L'entreprise d'Etat TelOne, qui dispose du monopole sur les télécoms du pays, a demandé aux fournisseurs d'accès Internet de signer un contrat qui porte, entre autres, sur la surveillance des e-mails. L'imprécision des termes employés dans ce contrat ainsi que le contexte politique du pays, où la liberté d'expression est constamment bafouée, font craindre un renforcement du contrôle de la Toile par le gouvernement.
L'entreprise d'Etat TelOne, qui dispose du monopole sur les télécoms du pays, a demandé aux fournisseurs d'accès Internet (FAI) de signer un contrat qui porte, entre autres, sur la surveillance des communications en ligne. Le texte demande aux FAI de "prendre les mesures nécessaires" afin d'empêcher la diffusion de contenus illégaux sur le Net. L'imprécision des termes employés dans ce contrat ainsi que le contexte politique du pays, où la liberté d'expression est constamment bafouée, font craindre un renforcement du contrôle de la Toile par le gouvernement.

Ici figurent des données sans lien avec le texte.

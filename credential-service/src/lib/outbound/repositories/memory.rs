use std::collections::HashMap;
use std::sync::Mutex;
use std::sync::MutexGuard;

use async_trait::async_trait;
use auth::PasswordHasher;
use chrono::DateTime;
use chrono::Utc;

use super::check_password;
use crate::credential::errors::StoreError;
use crate::credential::models::Identity;
use crate::credential::models::Password;
use crate::credential::models::StoredPassword;
use crate::credential::models::UserId;
use crate::credential::ports::CredentialStore;

struct Row {
    identity: Identity,
    refresh_token: Option<String>,
    refresh_token_expire: Option<DateTime<Utc>>,
}

impl Row {
    fn holds_refresh_token(&self, refresh_token: &str, now: DateTime<Utc>) -> bool {
        match (&self.refresh_token, self.refresh_token_expire) {
            (Some(current), Some(expire)) => current == refresh_token && expire > now,
            _ => false,
        }
    }
}

/// Process-local credential store.
///
/// Used for tests and single-node development. Every operation runs under one lock,
/// which gives the same per-row atomicity as the SQL stores.
pub struct InMemoryCredentialStore {
    rows: Mutex<HashMap<UserId, Row>>,
    hasher: PasswordHasher,
}

impl InMemoryCredentialStore {
    pub fn new(hasher: PasswordHasher) -> Self {
        Self {
            rows: Mutex::new(HashMap::new()),
            hasher,
        }
    }

    fn rows(&self) -> Result<MutexGuard<'_, HashMap<UserId, Row>>, StoreError> {
        self.rows
            .lock()
            .map_err(|e| StoreError::Database(e.to_string()))
    }
}

#[async_trait]
impl CredentialStore for InMemoryCredentialStore {
    async fn create(&self, identity: Identity) -> Result<(), StoreError> {
        let mut rows = self.rows()?;

        if rows.contains_key(&identity.id) {
            return Err(StoreError::AlreadyExists(identity.id.to_string()));
        }

        rows.insert(
            identity.id,
            Row {
                identity,
                refresh_token: None,
                refresh_token_expire: None,
            },
        );
        Ok(())
    }

    async fn verify_password(&self, id: &UserId, password: &Password) -> Result<(), StoreError> {
        // Hash outside the lock.
        let stored = self.rows()?.get(id).map(|row| StoredPassword {
            password_digest: row.identity.password_digest.clone(),
            salt: row.identity.salt.clone(),
        });

        check_password(&self.hasher, id, password, stored)
    }

    async fn record_login(&self, id: &UserId, at: DateTime<Utc>) -> Result<(), StoreError> {
        let mut rows = self.rows()?;
        let row = rows
            .get_mut(id)
            .ok_or_else(|| StoreError::NotFound(id.to_string()))?;

        row.identity.last_login = at;
        Ok(())
    }

    async fn update_refresh_token(
        &self,
        id: &UserId,
        refresh_token: &str,
        expires_at: DateTime<Utc>,
    ) -> Result<(), StoreError> {
        let mut rows = self.rows()?;
        let row = rows
            .get_mut(id)
            .ok_or_else(|| StoreError::NotFound(id.to_string()))?;

        row.refresh_token = Some(refresh_token.to_string());
        row.refresh_token_expire = Some(expires_at);
        Ok(())
    }

    async fn check_refresh_token(
        &self,
        id: &UserId,
        refresh_token: &str,
        now: DateTime<Utc>,
    ) -> Result<(), StoreError> {
        let rows = self.rows()?;

        match rows.get(id) {
            Some(row) if row.holds_refresh_token(refresh_token, now) => Ok(()),
            _ => Err(StoreError::Unauthorized(id.to_string())),
        }
    }

    async fn rotate_refresh_token(
        &self,
        id: &UserId,
        presented: &str,
        refresh_token: &str,
        expires_at: DateTime<Utc>,
        now: DateTime<Utc>,
    ) -> Result<(), StoreError> {
        let mut rows = self.rows()?;

        match rows.get_mut(id) {
            Some(row) if row.holds_refresh_token(presented, now) => {
                row.refresh_token = Some(refresh_token.to_string());
                row.refresh_token_expire = Some(expires_at);
                Ok(())
            }
            _ => Err(StoreError::Unauthorized(id.to_string())),
        }
    }

    async fn update_password(
        &self,
        id: &UserId,
        password_digest: &str,
        salt: &str,
    ) -> Result<(), StoreError> {
        let mut rows = self.rows()?;
        let row = rows
            .get_mut(id)
            .ok_or_else(|| StoreError::NotFound(id.to_string()))?;

        row.identity.password_digest = password_digest.to_string();
        row.identity.salt = salt.to_string();
        Ok(())
    }

    async fn delete(&self, id: &UserId) -> Result<(), StoreError> {
        self.rows()?.remove(id);
        Ok(())
    }

    async fn delete_bootstrapped_except(&self, keep: &[UserId]) -> Result<u64, StoreError> {
        let mut rows = self.rows()?;
        let before = rows.len();

        rows.retain(|id, row| !row.identity.is_bootstrapped || keep.contains(id));

        Ok((before - rows.len()) as u64)
    }
}
use std::sync::Arc;

use auth::JwtSigner;
use auth::PasswordHasher;
use auth::TokenValidator;
use chrono::Duration;
use credential_service::config::Config;
use credential_service::config::DatabaseBackend;
use credential_service::credential::issuer::TokenIssuer;
use credential_service::credential::models::BootstrapUser;
use credential_service::credential::models::Password;
use credential_service::credential::models::UserId;
use credential_service::credential::ports::CredentialServicePort;
use credential_service::credential::ports::CredentialStore;
use credential_service::credential::service::CredentialService;
use credential_service::inbound::http::router::create_router;
use credential_service::repositories::InMemoryCredentialStore;
use credential_service::repositories::PostgresCredentialStore;
use credential_service::repositories::SqliteCredentialStore;
use sqlx::postgres::PgPoolOptions;
use sqlx::sqlite::SqlitePoolOptions;
use tracing_subscriber::layer::SubscriberExt;
use tracing_subscriber::util::SubscriberInitExt;

#[tokio::main]
async fn main() -> Result<(), anyhow::Error> {
    tracing_subscriber::registry()
        .with(
            tracing_subscriber::EnvFilter::try_from_default_env()
                .unwrap_or_else(|_| "credential_service=debug,tower_http=debug".into()),
        )
        .with(tracing_subscriber::fmt::layer())
        .init();

    tracing::info!(
        service = "credential-service",
        version = env!("CARGO_PKG_VERSION"),
        "Service starting"
    );

    let config = Config::load()?;

    tracing::info!(
        backend = ?config.database.backend,
        http_port = config.server.http_port,
        access_token_ttl_seconds = config.jwt.access_token_ttl_seconds,
        refresh_token_ttl_seconds = config.jwt.refresh_token_ttl_seconds,
        bootstrap_users = config.bootstrap.users.len(),
        "Configuration loaded"
    );

    let signer = JwtSigner::from_rsa_pem(&std::fs::read(&config.jwt.private_key_path)?)?;
    let token_validator = Arc::new(TokenValidator::from_rsa_pem(&std::fs::read(
        &config.jwt.public_key_path,
    )?)?);
    tracing::info!(
        private_key = %config.jwt.private_key_path,
        public_key = %config.jwt.public_key_path,
        "Signing keys loaded"
    );

    let hasher = PasswordHasher::with_params(
        config.password.memory_kib,
        config.password.iterations,
        config.password.parallelism,
    )?;

    let credential_service: Arc<dyn CredentialServicePort> = match config.database.backend {
        DatabaseBackend::Postgres => {
            let pool = PgPoolOptions::new()
                .max_connections(config.database.max_connections)
                .connect(&config.database.url)
                .await?;
            tracing::info!(
                max_connections = config.database.max_connections,
                database = "postgresql",
                "Database connection pool created"
            );

            sqlx::migrate!("./migrations/postgres").run(&pool).await?;
            tracing::info!(database = "postgresql", "Database migrations completed");

            let store = Arc::new(PostgresCredentialStore::new(pool, hasher.clone()));
            build_service(store, signer, hasher, &config)
        }
        DatabaseBackend::Sqlite => {
            let pool = SqlitePoolOptions::new()
                .max_connections(config.database.max_connections)
                .connect(&config.database.url)
                .await?;
            tracing::info!(
                max_connections = config.database.max_connections,
                database = "sqlite",
                "Database connection pool created"
            );

            sqlx::migrate!("./migrations/sqlite").run(&pool).await?;
            tracing::info!(database = "sqlite", "Database migrations completed");

            let store = Arc::new(SqliteCredentialStore::new(pool, hasher.clone()));
            build_service(store, signer, hasher, &config)
        }
        DatabaseBackend::Memory => {
            tracing::warn!("Using in-memory credential store; identities are lost on restart");

            let store = Arc::new(InMemoryCredentialStore::new(hasher.clone()));
            build_service(store, signer, hasher, &config)
        }
    };

    let bootstrap_users = config
        .bootstrap
        .users
        .iter()
        .map(|user| {
            Ok(BootstrapUser {
                id: UserId(user.id),
                password: Password::new(user.password.clone())?,
            })
        })
        .collect::<Result<Vec<_>, anyhow::Error>>()?;
    credential_service.bootstrap(&bootstrap_users).await?;

    let http_address = format!("{}:{}", config.server.address, config.server.http_port);
    let http_listener = tokio::net::TcpListener::bind(&http_address).await?;
    tracing::info!(
        address = %http_address,
        port = config.server.http_port,
        protocol = "http",
        "Http server listening"
    );

    let http_application = create_router(credential_service, token_validator);
    axum::serve(http_listener, http_application).await?;

    tracing::info!("Server exited successfully");
    Ok(())
}

fn build_service<S>(
    store: Arc<S>,
    signer: JwtSigner,
    hasher: PasswordHasher,
    config: &Config,
) -> Arc<dyn CredentialServicePort>
where
    S: CredentialStore,
{
    let issuer = TokenIssuer::new(
        Arc::clone(&store),
        signer,
        Duration::seconds(config.jwt.access_token_ttl_seconds),
        Duration::seconds(config.jwt.refresh_token_ttl_seconds),
    );

    Arc::new(CredentialService::new(store, issuer, hasher))
}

Reporters sans frontières s'inquiète de l'évolution d'Internet au Zimbabwe. "Le gouvernement, par l'intermédiaire de TelOne, cherche à se donner les moyens juridiques de surveiller le Réseau. Nous reconnaissons que la lutte contre les contenus illégaux sur le Net - incitation à la haine raciale, images pédophiles, etc. - est justifiée. En revanche, il est essentiel que cette lutte ne se fasse pas au détriment du droit des internautes à s'exprimer librement. Or, nous estimons que la formulation actuelle du contrat proposé par l'opérateur d'Etat ouvre la voie à des dérives liberticides", a déclaré l'organisation.
Le contrat stipule que les FAI "doivent prendre toutes les mesures nécessaires pour empêcher que les messages répréhensibles, obscènes, non autorisés (…), qui enfreignent les lois du Zimbabwe, soient diffusés sur le Réseau". Il demande donc aux FAI de surveiller l'ensemble du trafic Internet, notamment les e-mails, afin de repérer les contenus illégaux. D'une part, une telle surveillance est impossible techniquement et fait donc peser sur les FAI une responsabilité qu'ils ne peuvent assumer. D'autre part, il est demandé à des prestataires techniques du Net de juger eux-mêmes de la légalité des messages qu'ils transmettent, sans contrôle judiciaire. Censurer la Toile devrait pourtant être la prérogative exclusive d'un juge.
Ensuite, le texte indique que les FAI devront permettre à TelOne et au gouvernement de repérer l'origine des messages nuisibles. Cette procédure, parfois justifiée dans le cadre d'enquêtes judiciaires, doit être encadrée par des garde-fous très stricts, pour éviter qu'elle n'empiète sur le principe de confidentialité des correspondances privées. Or actuellement, au Zimbabwe, aucune loi ne définit les modalités d'interception des communications, ni dans quels cas des informations personnelles sur un internaute peuvent être requises par les autorités. La Cour suprême a jugé anticonstitutionnel, début mars 2004, le Post and Telecommunications Act (PTC), qui donnait des pouvoirs exorbitants au gouvernement pour surveiller les communications téléphoniques et électroniques. Aucune loi ne garantissant correctement la confidentialité des informations circulant sur Internet, il est donc dangereux que les FAI soient liés par un contrat aussi imprécis que celui qui leur est proposé par TelOne.
Pour rappel, le Zimbabwe occupe la 141e position (sur 166) dans le classement de la liberté de la presse réalisé par Reporters sans frontières. Le président Robert Mugabe est considéré par l'organisation comme un prédateur de la liberté de la presse.